■ **EXERCISE INSTRUCTIONS**
Below are records; please set down exactly the lines from the first through the one containing "if samples.is_empty() ||".

■ **EXCERPTED RECORDS**
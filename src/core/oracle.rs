//! 分类器接口
//!
//! 分类器对流水线是黑盒：输入与症状词表对齐的特征向量，输出与疾病词表对齐的概率。
//! 提供两种实现：
//! - NaiveBayesOracle：由训练数据拟合的内置分类器
//! - RemoteOracle：调用远程推理服务（instances/predictions 格式）

use crate::core::error::{TriageError, TriageResult};
use crate::core::models::FeatureVector;
use serde::{Deserialize, Serialize};
use std::future::Future;
use std::pin::Pin;
use std::sync::Arc;
use std::time::Duration;

pub type OracleFuture<'a> = Pin<Box<dyn Future<Output = TriageResult<Vec<f64>>> + Send + 'a>>;

/// 分类器约定
pub trait ClassifierOracle: Send + Sync {
    /// 期望的特征维度
    fn input_dim(&self) -> usize;

    /// 输出的疾病数量
    fn output_dim(&self) -> usize;

    /// 推理，返回与疾病词表逐位对齐的概率
    fn predict<'a>(&'a self, features: &'a FeatureVector) -> OracleFuture<'a>;

    /// 用于日志的名称
    fn name(&self) -> &str {
        "oracle"
    }
}

/// 朴素贝叶斯参数（伯努利模型，拉普拉斯平滑）
#[derive(Debug, Clone, Serialize, Deserialize)]
pub struct NaiveBayesParams {
    /// 每个疾病的对数先验
    pub log_prior: Vec<f64>,
    /// ln P(症状出现 | 疾病)，[疾病][症状]
    pub log_present: Vec<Vec<f64>>,
    /// ln P(症状缺失 | 疾病)
    pub log_absent: Vec<Vec<f64>>,
}

/// 内置分类器
#[derive(Debug, Clone)]
pub struct NaiveBayesOracle {
    params: Arc<NaiveBayesParams>,
    n_features: usize,
}

impl NaiveBayesOracle {
    /// 平滑系数
    pub const ALPHA: f64 = 1.0;

    /// 拟合参数
    ///
    /// `samples` 的每项为 (疾病下标, 出现的症状下标)。
    pub fn fit(
        samples: &[(usize, Vec<usize>)],
        n_diseases: usize,
        n_symptoms: usize,
    ) -> TriageResult<Self> {
        if samples.is_empty() || n_diseases == 0 || n_symptoms == 0 {
            return Err(TriageError::Configuration("训练数据为空".to_string()));
        }

        let mut class_counts = vec![0usize; n_diseases];
        let mut feature_counts = vec![vec![0usize; n_symptoms]; n_diseases];
        for (disease, symptoms) in samples {
            let row = feature_counts.get_mut(*disease).ok_or_else(|| {
                TriageError::Configuration(format!("疾病下标越界: {}", disease))
            })?;
            class_counts[*disease] += 1;
            for &s in symptoms {
                let cell = row.get_mut(s).ok_or_else(|| {
                    TriageError::Configuration(format!("症状下标越界: {}", s))
                })?;
                *cell += 1;
            }
        }

        let total = samples.len() as f64;
        let alpha = Self::ALPHA;
        let log_prior = class_counts
            .iter()
            .map(|&c| ((c as f64 + alpha) / (total + alpha * n_diseases as f64)).ln())
            .collect();

        let mut log_present = Vec::with_capacity(n_diseases);
        let mut log_absent = Vec::with_capacity(n_diseases);
        for (d, row) in feature_counts.iter().enumerate() {
            let n = class_counts[d] as f64;
            let p: Vec<f64> = row
                .iter()
                .map(|&c| (c as f64 + alpha) / (n + 2.0 * alpha))
                .collect();
            log_present.push(p.iter().map(|v| v.ln()).collect());
            log_absent.push(p.iter().map(|v| (1.0 - v).ln()).collect());
        }

        Self::from_params(NaiveBayesParams {
            log_prior,
            log_present,
            log_absent,
        })
    }

    /// 从已保存的参数恢复，检查各维度一致
    pub fn from_params(params: NaiveBayesParams) -> TriageResult<Self> {
        let n_diseases = params.log_prior.len();
        if n_diseases == 0
            || params.log_present.len() != n_diseases
            || params.log_absent.len() != n_diseases
        {
            return Err(TriageError::Configuration("分类器参数的疾病维度不一致".to_string()));
        }
        let n_features = params.log_present[0].len();
        let consistent = params
            .log_present
            .iter()
            .chain(params.log_absent.iter())
            .all(|row| row.len() == n_features);
        if !consistent {
            return Err(TriageError::Configuration("分类器参数的症状维度不一致".to_string()));
        }
        Ok(Self {
            params: Arc::new(params),
            n_features,
        })
    }

    pub fn params(&self) -> &NaiveBayesParams {
        &self.params
    }

    fn infer(params: &NaiveBayesParams, x: &[f32]) -> Vec<f64> {
        let scores: Vec<f64> = params
            .log_prior
            .iter()
            .enumerate()
            .map(|(d, prior)| {
                let present = &params.log_present[d];
                let absent = &params.log_absent[d];
                prior
                    + x.iter()
                        .enumerate()
                        .map(|(j, v)| if *v > 0.0 { present[j] } else { absent[j] })
                        .sum::<f64>()
            })
            .collect();

        // softmax，先减去最大值保证数值稳定
        let max = scores.iter().copied().fold(f64::NEG_INFINITY, f64::max);
        let exps: Vec<f64> = scores.iter().map(|s| (s - max).exp()).collect();
        let total: f64 = exps.iter().sum();
        exps.into_iter().map(|e| (e / total).clamp(0.0, 1.0)).collect()
    }
}

impl ClassifierOracle for NaiveBayesOracle {
    fn input_dim(&self) -> usize {
        self.n_features
    }

    fn output_dim(&self) -> usize {
        self.params.log_prior.len()
    }

    fn predict<'a>(&'a self, features: &'a FeatureVector) -> OracleFuture<'a> {
        Box::pin(async move {
            if features.len() != self.n_features {
                return Err(TriageError::DimensionMismatch {
                    expected: self.n_features,
                    actual: features.len(),
                });
            }
            let params = Arc::clone(&self.params);
            let x = features.as_slice().to_vec();
            tokio::task::spawn_blocking(move || Self::infer(&params, &x))
                .await
                .map_err(|e| TriageError::Oracle(format!("推理任务失败: {}", e)))
        })
    }

    fn name(&self) -> &str {
        "naive-bayes"
    }
}

/// 远程推理服务
pub struct RemoteOracle {
    endpoint: String,
    api_key: String,
    client: reqwest::Client,
    input_dim: usize,
    output_dim: usize,
}

#[derive(Debug, Serialize)]
struct PredictRequest<'a> {
    instances: [&'a [f32]; 1],
}

impl RemoteOracle {
    /// 创建远程分类器，维度由本地词表声明
    pub fn new(
        endpoint: String,
        api_key: String,
        input_dim: usize,
        output_dim: usize,
        timeout: Duration,
    ) -> TriageResult<Self> {
        if endpoint.trim().is_empty() {
            return Err(TriageError::Configuration("远程分类器端点为空".to_string()));
        }
        let client = reqwest::Client::builder()
            .timeout(timeout)
            .build()
            .map_err(|e| TriageError::Configuration(format!("HTTP客户端创建失败: {}", e)))?;
        Ok(Self {
            endpoint: endpoint.trim().trim_end_matches('/').to_string(),
            api_key,
            client,
            input_dim,
            output_dim,
        })
    }

    async fn call(&self, features: &FeatureVector) -> TriageResult<Vec<f64>> {
        let request = PredictRequest {
            instances: [features.as_slice()],
        };

        let mut req = self.client.post(&self.endpoint).json(&request);
        if !self.api_key.is_empty() {
            req = req.header("Authorization", format!("Bearer {}", self.api_key));
        }

        let value: serde_json::Value = req
            .send()
            .await
            .and_then(|r| r.error_for_status())
            .map_err(|e| TriageError::Oracle(format!("远程分类器请求失败: {}", e)))?
            .json()
            .await
            .map_err(|e| TriageError::Oracle(format!("远程分类器响应无法解析: {}", e)))?;

        parse_predictions(&value)
    }
}

impl ClassifierOracle for RemoteOracle {
    fn input_dim(&self) -> usize {
        self.input_dim
    }

    fn output_dim(&self) -> usize {
        self.output_dim
    }

    fn predict<'a>(&'a self, features: &'a FeatureVector) -> OracleFuture<'a> {
        Box::pin(async move {
            if features.len() != self.input_dim {
                return Err(TriageError::DimensionMismatch {
                    expected: self.input_dim,
                    actual: features.len(),
                });
            }
            self.call(features).await
        })
    }

    fn name(&self) -> &str {
        "remote"
    }
}

/// 解析 {"predictions": [[...]]} 或 {"predictions": [...]}
fn parse_predictions(value: &serde_json::Value) -> TriageResult<Vec<f64>> {
    let predictions = value
        .get("predictions")
        .and_then(|v| v.as_array())
        .ok_or_else(|| TriageError::Oracle("响应缺少 predictions 字段".to_string()))?;

    let row = match predictions.first() {
        Some(serde_json::Value::Array(inner)) => inner,
        _ => predictions,
    };

    row.iter()
        .map(|v| {
            v.as_f64()
                .ok_or_else(|| TriageError::Oracle(format!("非数值的预测值: {}", v)))
        })
        .collect()
}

■ **SOLUTION TO THIS TASK**
filename src/core/oracle.rs
//! 分类器接口
//!
//! 分类器对流水线是黑盒：输入与症状词表对齐的特征向量，输出与疾病词表对齐的概率。
//! 提供两种实现：
//! - NaiveBayesOracle：由训练数据拟合的内置分类器
//! - RemoteOracle：调用远程推理服务（instances/predictions 格式）

use crate::core::error::{TriageError, TriageResult};
use crate::core::models::FeatureVector;
use serde::{Deserialize, Serialize};
use std::future::Future;
use std::pin::Pin;
use std::sync::Arc;
use std::time::Duration;

pub type OracleFuture<'a> = Pin<Box<dyn Future<Output = TriageResult<Vec<f64>>> + Send + 'a>>;

/// 分类器约定
pub trait ClassifierOracle: Send + Sync {
    /// 期望的特征维度
    fn input_dim(&self) -> usize;

    /// 输出的疾病数量
    fn output_dim(&self) -> usize;

    /// 推理，返回与疾病词表逐位对齐的概率
    fn predict<'a>(&'a self, features: &'a FeatureVector) -> OracleFuture<'a>;

    /// 用于日志的名称
    fn name(&self) -> &str {
        "oracle"
    }
}

/// 朴素贝叶斯参数（伯努利模型，拉普拉斯平滑）
#[derive(Debug, Clone, Serialize, Deserialize)]
pub struct NaiveBayesParams {
    /// 每个疾病的对数先验
    pub log_prior: Vec<f64>,
    /// ln P(症状出现 | 疾病)，[疾病][症状]
    pub log_present: Vec<Vec<f64>>,
    /// ln P(症状缺失 | 疾病)
    pub log_absent: Vec<Vec<f64>>,
}

/// 内置分类器
#[derive(Debug, Clone)]
pub struct NaiveBayesOracle {
    params: Arc<NaiveBayesParams>,
    n_features: usize,
}

impl NaiveBayesOracle {
    /// 平滑系数
    pub const ALPHA: f64 = 1.0;

    /// 拟合参数
    ///
    /// `samples` 的每项为 (疾病下标, 出现的症状下标)。
    pub fn fit(
        samples: &[(usize, Vec<usize>)],
        n_diseases: usize,
        n_symptoms: usize,
    ) -> TriageResult<Self> {
        if samples.is_empty() || n_diseases == 0 || n_symptoms == 0 {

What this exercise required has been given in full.